Hi Melissa, I am in Bartlett and too am a first year beek. I am planning on harvesting my first honey in about one week. I have three supers (all mediums) on the hive so it looks like I will take a few pounds of honey. I am not counting my chickens yet though. I also expect to get a good goldenrod flow.


----------



## melissab710 (Jul 6, 2010)

I'm glad to hear you're getting ready to harvest. I am too and I wasn't sure if I was seeing what I should be seeing!! My bees have been bearding like crazy in this heat(not too bad today!), have yours?

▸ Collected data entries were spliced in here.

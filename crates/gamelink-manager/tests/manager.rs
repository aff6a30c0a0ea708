//! End-to-end manager test against an in-process HTTP host.

use std::net::SocketAddr;
use std::time::Duration;

use tokio::io::{AsyncReadExt, AsyncWriteExt};
use tokio::net::TcpListener;

use gamelink_core::{AddressTuple, PairState, State};
use gamelink_manager::{ComputerManager, ManagerEvent};

const HOST_UUID: &str = "7c3ad5b2-1234-5678-9abc-def012345678";

fn server_info_xml() -> String {
    format!(
        "<root status_code=\"200\">\
             <hostname>LivingRoomPC</hostname>\
             <uniqueid>{HOST_UUID}</uniqueid>\
             <mac>aa:bb:cc:dd:ee:ff</mac>\
             <LocalIP>127.0.0.1</LocalIP>\
             <appversion>7.1.431.0</appversion>\
             <state>GS_APP_FREE</state>\
             <currentgame>0</currentgame>\
             <PairStatus>1</PairStatus>\
         </root>"
    )
}

/// Minimal HTTP/1.1 responder: serves `body` for every GET until dropped.
async fn spawn_http_host(body: String) -> SocketAddr {
    let listener = TcpListener::bind("127.0.0.1:0").await.expect("bind");
    let addr = listener.local_addr().expect("local addr");

    tokio::spawn(async move {
        loop {
            let Ok((mut socket, _)) = listener.accept().await else {
                return;
            };
            let body = body.clone();
            tokio::spawn(async move {
                let mut request = Vec::new();
                let mut buf = [0u8; 1024];
                loop {
                    match socket.read(&mut buf).await {
                        Ok(0) => return,
                        Ok(n) => {
                            request.extend_from_slice(&buf[..n]);
                            if request.windows(4).any(|w| w == b"\r\n\r\n") {
                                break;
                            }
                        }
                        Err(_) => return,
                    }
                }
                let response = format!(
                    "HTTP/1.1 200 OK\r\nContent-Type: text/xml\r\nContent-Length: {}\r\nConnection: close\r\n\r\n{}",
                    body.len(),
                    body
                );
                let _ = socket.write_all(response.as_bytes()).await;
            });
        }
    });

    addr
}

#[tokio::test]
async fn manual_add_polls_merges_and_persists() -> anyhow::Result<()> {
    let dir = tempfile::tempdir()?;
    let host_addr = spawn_http_host(server_info_xml()).await;

    let (manager, mut events) = ComputerManager::open(dir.path()).await?;

    let address = AddressTuple::new("127.0.0.1", host_addr.port())?;
    assert!(manager.add_computer_manually(address.clone()).await?);

    // The blocking first poll already merged the host's identity.
    let tracked = manager.computer(HOST_UUID).expect("host is tracked");
    assert_eq!(tracked.name, "LivingRoomPC");
    assert_eq!(tracked.state, State::Online);
    assert_eq!(tracked.mac_address, Some("aa:bb:cc:dd:ee:ff".to_owned()));
    assert_eq!(tracked.manual_address, Some(address));
    // The answering address is recorded as active.
    assert!(tracked.active_address.is_some());
    // The host claims PairStatus=1, but there is no pinned certificate on
    // our side, so the claim is worthless and we must report unpaired.
    assert_eq!(tracked.pair_state, Some(PairState::NotPaired));
    assert_eq!(tracked.running_game_id, 0);

    // The successful poll was reported to the listener.
    let event = tokio::time::timeout(Duration::from_secs(5), events.recv())
        .await?
        .expect("event stream open");
    match event {
        ManagerEvent::ComputerUpdated(details) => {
            assert_eq!(details.uuid.as_deref(), Some(HOST_UUID));
        }
        other => panic!("unexpected event: {other:?}"),
    }

    manager.shutdown().await;

    // Identity survived in the store: a fresh manager knows the host before
    // any network traffic.
    let (manager, _events) = ComputerManager::open(dir.path()).await?;
    let reloaded = manager.computer(HOST_UUID).expect("host reloaded");
    assert_eq!(reloaded.name, "LivingRoomPC");
    assert_eq!(reloaded.state, State::Unknown);
    manager.shutdown().await;

    Ok(())
}

#[tokio::test]
async fn unreachable_manual_add_reports_failure() -> anyhow::Result<()> {
    let dir = tempfile::tempdir()?;
    let (manager, _events) = ComputerManager::open(dir.path()).await?;

    // A port nobody listens on: the add must fail cleanly, not hang or crash.
    let address = AddressTuple::new("127.0.0.1", 1)?;
    assert!(!manager.add_computer_manually(address).await?);
    assert!(manager.computers().is_empty());

    manager.shutdown().await;
    Ok(())
}
//! SQLite persistence for tracked hosts.
//!
//! One row per host keyed by UUID; the four known addresses travel as one
//! JSON column so address shape changes stop forcing schema bumps. Rows with
//! an unparseable UUID are deleted on sight instead of poisoning every load.

use std::path::{Path, PathBuf};
use std::str::FromStr;

use serde::{Deserialize, Serialize};
use sqlx::sqlite::{SqliteConnectOptions, SqlitePoolOptions};
use sqlx::{Row, SqlitePool};
use tracing::{info, warn};

use gamelink_core::{AddressTuple, ComputerDetails, State, DEFAULT_HTTP_PORT};

use crate::legacy;
use crate::ManagerError;

pub const COMPUTER_DB_NAME: &str = "computers3.db";

#[derive(Serialize, Deserialize, Default)]
pub(crate) struct StoredAddresses {
    pub local: Option<AddressTuple>,
    pub remote: Option<AddressTuple>,
    pub manual: Option<AddressTuple>,
    pub ipv6: Option<AddressTuple>,
}

/// The on-disk computer store.
pub struct ComputerStore {
    pool: SqlitePool,
    path: PathBuf,
}

impl ComputerStore {
    /// Open (or create) the store in `data_dir`, running the legacy import
    /// chain first so older installations carry their hosts over.
    pub async fn open(data_dir: &Path) -> Result<Self, ManagerError> {
        std::fs::create_dir_all(data_dir)?;
        let path = data_dir.join(COMPUTER_DB_NAME);

        let options = SqliteConnectOptions::new()
            .filename(&path)
            .create_if_missing(true);
        let pool = SqlitePoolOptions::new()
            .max_connections(1)
            .connect_with(options)
            .await?;

        sqlx::query(
            "CREATE TABLE IF NOT EXISTS Computers(\
                 UUID TEXT PRIMARY KEY, \
                 ComputerName TEXT NOT NULL, \
                 Addresses TEXT NOT NULL, \
                 MacAddress TEXT, \
                 ServerCert BLOB)",
        )
        .execute(&pool)
        .await?;

        let store = Self { pool, path };

        // Move hosts over from the old database formats (if any), oldest
        // first so newer data wins the upserts.
        for computer in legacy::import_v1(data_dir).await {
            store.update_computer(&computer).await?;
        }
        for computer in legacy::import_v2(data_dir).await {
            store.update_computer(&computer).await?;
        }
        store.migrate_delimited_rows().await?;

        Ok(store)
    }

    pub async fn close(&self) {
        self.pool.close().await;
    }

    pub fn path(&self) -> &Path {
        &self.path
    }

    /// Insert or replace one host row.
    pub async fn update_computer(&self, details: &ComputerDetails) -> Result<(), ManagerError> {
        let Some(uuid) = details.uuid.as_deref() else {
            warn!("Refusing to persist host '{}' without a UUID", details.name);
            return Ok(());
        };

        let addresses = StoredAddresses {
            local: details.local_address.clone(),
            remote: details.remote_address.clone(),
            manual: details.manual_address.clone(),
            ipv6: details.ipv6_address.clone(),
        };
        let addresses_json = serde_json::to_string(&addresses)
            .unwrap_or_else(|e| {
                warn!("Failed to encode addresses for {uuid}: {e}");
                "{}".to_owned()
            });

        sqlx::query(
            "INSERT OR REPLACE INTO Computers \
                 (UUID, ComputerName, Addresses, MacAddress, ServerCert) \
                 VALUES (?, ?, ?, ?, ?)",
        )
        .bind(uuid)
        .bind(details.name.as_str())
        .bind(addresses_json)
        .bind(details.mac_address.as_deref())
        .bind(details.server_cert.as_deref())
        .execute(&self.pool)
        .await?;

        Ok(())
    }

    pub async fn delete_computer(&self, uuid: &str) -> Result<(), ManagerError> {
        sqlx::query("DELETE FROM Computers WHERE UUID = ?")
            .bind(uuid)
            .execute(&self.pool)
            .await?;
        Ok(())
    }

    pub async fn all_computers(&self) -> Result<Vec<ComputerDetails>, ManagerError> {
        let rows = sqlx::query("SELECT UUID, ComputerName, Addresses, MacAddress, ServerCert FROM Computers")
            .fetch_all(&self.pool)
            .await?;

        let mut computers = Vec::with_capacity(rows.len());
        for row in rows {
            let raw_uuid: String = row.try_get(0)?;
            if uuid::Uuid::from_str(&raw_uuid).is_err() {
                // A corrupted row must never break every startup after it.
                warn!("Deleting host row with corrupted UUID: {raw_uuid:?}");
                self.delete_computer(&raw_uuid).await?;
                continue;
            }
            computers.push(self.computer_from_row(&row, raw_uuid)?);
        }
        Ok(computers)
    }

    pub async fn computer_by_uuid(
        &self,
        uuid: &str,
    ) -> Result<Option<ComputerDetails>, ManagerError> {
        let row = sqlx::query(
            "SELECT UUID, ComputerName, Addresses, MacAddress, ServerCert \
                 FROM Computers WHERE UUID = ?",
        )
        .bind(uuid)
        .fetch_optional(&self.pool)
        .await?;

        match row {
            Some(row) => Ok(Some(self.computer_from_row(&row, uuid.to_owned())?)),
            None => Ok(None),
        }
    }

    fn computer_from_row(
        &self,
        row: &sqlx::sqlite::SqliteRow,
        uuid: String,
    ) -> Result<ComputerDetails, ManagerError> {
        let mut details = ComputerDetails::new();
        details.uuid = Some(uuid);
        details.name = row.try_get(1)?;

        let addresses_json: String = row.try_get(2)?;
        match serde_json::from_str::<StoredAddresses>(&addresses_json) {
            Ok(addresses) => {
                details.local_address = addresses.local;
                details.remote_address = addresses.remote;
                details.manual_address = addresses.manual;
                details.ipv6_address = addresses.ipv6;
            }
            Err(e) => {
                warn!("Failed to read stored addresses for {:?}: {e}", details.uuid);
            }
        }

        // The external port is persisted through the remote address tuple.
        details.external_port = details
            .remote_address
            .as_ref()
            .map(|a| a.port)
            .unwrap_or(DEFAULT_HTTP_PORT);

        details.mac_address = row.try_get(3)?;
        details.server_cert = row.try_get(4)?;

        // Fresh from disk we know nothing about dynamic state.
        details.state = State::Unknown;

        Ok(details)
    }

    /// In-place migration for the delimited address format that predated the
    /// JSON column: `local;remote;manual;ipv6`, each `address_port`.
    async fn migrate_delimited_rows(&self) -> Result<(), ManagerError> {
        let rows = sqlx::query("SELECT UUID, Addresses FROM Computers")
            .fetch_all(&self.pool)
            .await?;

        for row in rows {
            let uuid: String = row.try_get(0)?;
            let addresses: String = row.try_get(1)?;
            if addresses.starts_with('{') {
                continue;
            }

            let Some(migrated) = legacy::parse_delimited_addresses(&addresses) else {
                warn!("Dropping undecodable legacy addresses for {uuid}");
                continue;
            };
            info!("Migrating legacy delimited addresses for {uuid}");
            let json = serde_json::to_string(&migrated).expect("address serialization");
            sqlx::query("UPDATE Computers SET Addresses = ? WHERE UUID = ?")
                .bind(json)
                .bind(&uuid)
                .execute(&self.pool)
                .await?;
        }

        Ok(())
    }
}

And....how are you harvesting??
Thanks!
Melissa


----------



## rainesridgefarm (Sep 4, 2001)

Welcome to the forum

It has been a very good year so far in N. IL. If they are bearding they need some more room as it is hot but not that hot. You can also crack the top lid a little with a stick above the inner cover to let some heat rise out. Congratulations on your first crop.


----------



## dwest (Jul 6, 2010)

I haven't experienced any bearding as my hives get late afternoon shade. I did my first extraction today. Emptied 15 frames, one had some brood. Have a total of five gallons of honey settling prior to bottling. It was quite an experience however somewhat nerve-wracking... so afraid I' mess something up. But all went great. Good luck with your harvest.
Dave


----------



## dtinberg (Jan 26, 2009)

My hives are in Hardin County (south) and it has been very hot. I think that the heat is definitely affecting my girls. they are bearding every night, and while they are bearding i don't think that they can't possibly be working in the hive. That said, I have been pulling some honey and some yet to pull ( another medium super at least).


----------



## honeyman46408 (Feb 14, 2003)

melissab710
Welcome to beesource

dtinberg
Humm Hardin county do you have then in the "cave" :s


----------



## melissab710 (Jul 6, 2010)

Hi Dave,
I just did my first harvest as well. it wasn't pretty, but I ended up with 5 gallons from the one hive I have. I learned a lot from the experience(wear leather gloves, your "helpers" will abandon you, etc.) Now on to bottling!


----------